Upcoming series could determine future
PITTSBURGH — The next four games could determine what direction the Pirates take in the next two months — and beyond.
The first-place Milwaukee Brewers visit for a four-game series that starts tonight at 7:05. The Pirates currently trail Milwaukee by seven games in the National League Central after Sunday’s 4-3 ninth-inning victory over St. Louis.
There’s a potential four-game swing in the gap between the Pirates and Brewers in this series. A sweep gains four games. Being swept adds four games to the deficit.
A split keeps things even. A team that takes three of four will gain two games.
Realistically, the Pirates probably need to win three of four to stay viable in the stumbling division race.
“We want to give this club every chance,” general manager Neal Huntington said. “At the same time, we have to be realistic.”
If the Pirates fall further behind, they’ll probably be more inclined to trade veterans for prospects. If they gain ground, they could pursue experienced players. They have in the past by adding Marlon Byrd, Justin Morneua, J.A. Happ and Neftali Feliz as stretch-run reinforcements.
So while nobody will call a mid-July series critical, it will be important.
“It has to have an impact on which direction we go,” Huntington said.
Ideally, the Pirates would pick up a starting pitcher with a major league resume, as they did with Happ in 2015 and Ivan Nova last year.
They could also use some help in the bullpen, since getting to reliever Felipe Rivero for the ninth inning has been a challenge. They could also use an experienced bat to come off the bench.
“I wish we felt like we were one addition away,” Huntington said.
He did note the Pirates will add an “All-Star caliber player” on Tuesday when Starling Marte’s 80-game suspension for steroids ends.
Marte has been on a minor league rehab assignment that ended Sunday with Class AAA Indianapolis.
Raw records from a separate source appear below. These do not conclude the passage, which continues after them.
use std::io::Write;
use std::path::Path;

use log::warn;

use crate::artifact::{ArtifactSlot, SaveError};

/// Receiver of everything a submission makes visible.
///
/// Callbacks run on the thread that owns the [`Coordinator`](super::coordinator::Coordinator),
/// never on a worker thread.
pub trait Presenter {
    // Start of a submission: previous result must disappear.
    fn on_cleared(&mut self);
    // Terminal status, once per submission.
    fn on_status_changed(&mut self, status: &str);
    fn on_diagnostics(&mut self, text: &str);
    fn on_output(&mut self, text: &str);
    fn on_artifact_available(&mut self, artifact: Option<Vec<u8>>);

    fn on_exit_code(&mut self, _code: i32) {}
}

/// Presenter printing the panels of a finished submission to a stream.
pub struct ConsolePresenter<W: Write> {
    out: W,
    artifact: ArtifactSlot,
    status: Option<String>,
}

impl<W: Write> ConsolePresenter<W> {
    pub fn new(out: W) -> Self {
        ConsolePresenter {
            out,
            artifact: ArtifactSlot::new(),
            status: None,
        }
    }

    pub fn status(&self) -> Option<&str> {
        self.status.as_deref()
    }

    pub fn artifact(&self) -> Option<&[u8]> {
        self.artifact.get()
    }

    pub fn save_artifact(&self, path: &Path) -> Result<(), SaveError> {
        self.artifact.save_to(path)
    }

    pub fn into_inner(self) -> W {
        self.out
    }

    fn panel(&mut self, title: &str, text: &str) {
        let result = writeln!(self.out, "== {title} ==").and_then(|_| {
            if text.is_empty() {
                Ok(())
            } else if text.ends_with('\n') {
                self.out.write_all(text.as_bytes())
            } else {
                writeln!(self.out, "{text}")
            }
        });
        if let Err(e) = result {
            warn!("Can't write {} panel: {}", title, e);
        }
    }
}

impl<W: Write> Presenter for ConsolePresenter<W> {
    fn on_cleared(&mut self) {
        self.artifact.clear();
        self.status = None;
    }

    fn on_status_changed(&mut self, status: &str) {
        self.status = Some(status.to_string());
        if let Err(e) = writeln!(self.out, "Status: {status}").and_then(|_| self.out.flush()) {
            warn!("Can't write status: {}", e);
        }
    }

    fn on_diagnostics(&mut self, text: &str) {
        self.panel("Compile Diagnostics", text);
    }

    fn on_output(&mut self, text: &str) {
        self.panel("Program Output", text);
    }

    fn on_artifact_available(&mut self, artifact: Option<Vec<u8>>) {
        self.artifact.store(artifact);
    }

    fn on_exit_code(&mut self, code: i32) {
        if let Err(e) = writeln!(self.out, "Exit code: {code}") {
            warn!("Can't write exit code: {}", e);
        }
    }
}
But there’s no way to know how quickly Marte will be able to get back to speed against major league competition.
He is expected to play regularly, which should push Adam Frazier back to the bench. The other possibility is Frazier could play second more often and Josh Harrison could get some time at third, where David Freese has worn down.
Whatever happens with the roster will be influenced by the outcome of the next four games.
The highlight of Harrison’s month has been his trip to the All-Star game.
Otherwise, he’s 5-for-42 (.119) in July and watched Sunday’s game from the bench. Actually, he’s done worse than that since he struck out in both of his All-Star plate appearances.
Harrison, who is known as a bad ball hitter, has fallen into the bad habit of chasing pitchers far outside the strike zone. Opponents have noticed, and they’re tempting him with pitches far off the plate.
“Josh needs to slow, eliminate negative thoughts and quietly reset,” manager Clint Hurdle said. “That’s the best advice I can give him.”
Hurdle had high praise for Carlos Martinez, who started for the Cardinals on Sunday.
“He’s not pretty good,” Hurdle said. “He’s really good. I told our coaches during the game that he’s the closest I’ve seen to Rivero from the right side. He can run the velocity up. He can spin it. He can throw a change.”
Huntington said the chances that Jung Ho Kang will be able to play for the Pirates this season are “slim to none.”
Kang has been unable to get a work visa because of his third DUI conviction in South Korea.
Third base has been an ongoing issue for the Pirates, but Huntington indicated he would not be interested in Pablo Sandoval, who was designated for assignment by Boston a few days ago.
If Sandoval clears waivers, as expected, he will be a free agent. A team that signs him would only be obligated to pay him the major league minimum salary of $535,000 while the Red Sox would pick up the portion of the $47 million that remains on his contract.
“We’ll stay internally at this point,” Huntington said.
Sunday was the 47th anniversary of the Pirates’ first game at Three Rivers Stadium, a 3-2 loss to Cincinnati.
The stadium was demolished in February, 2001.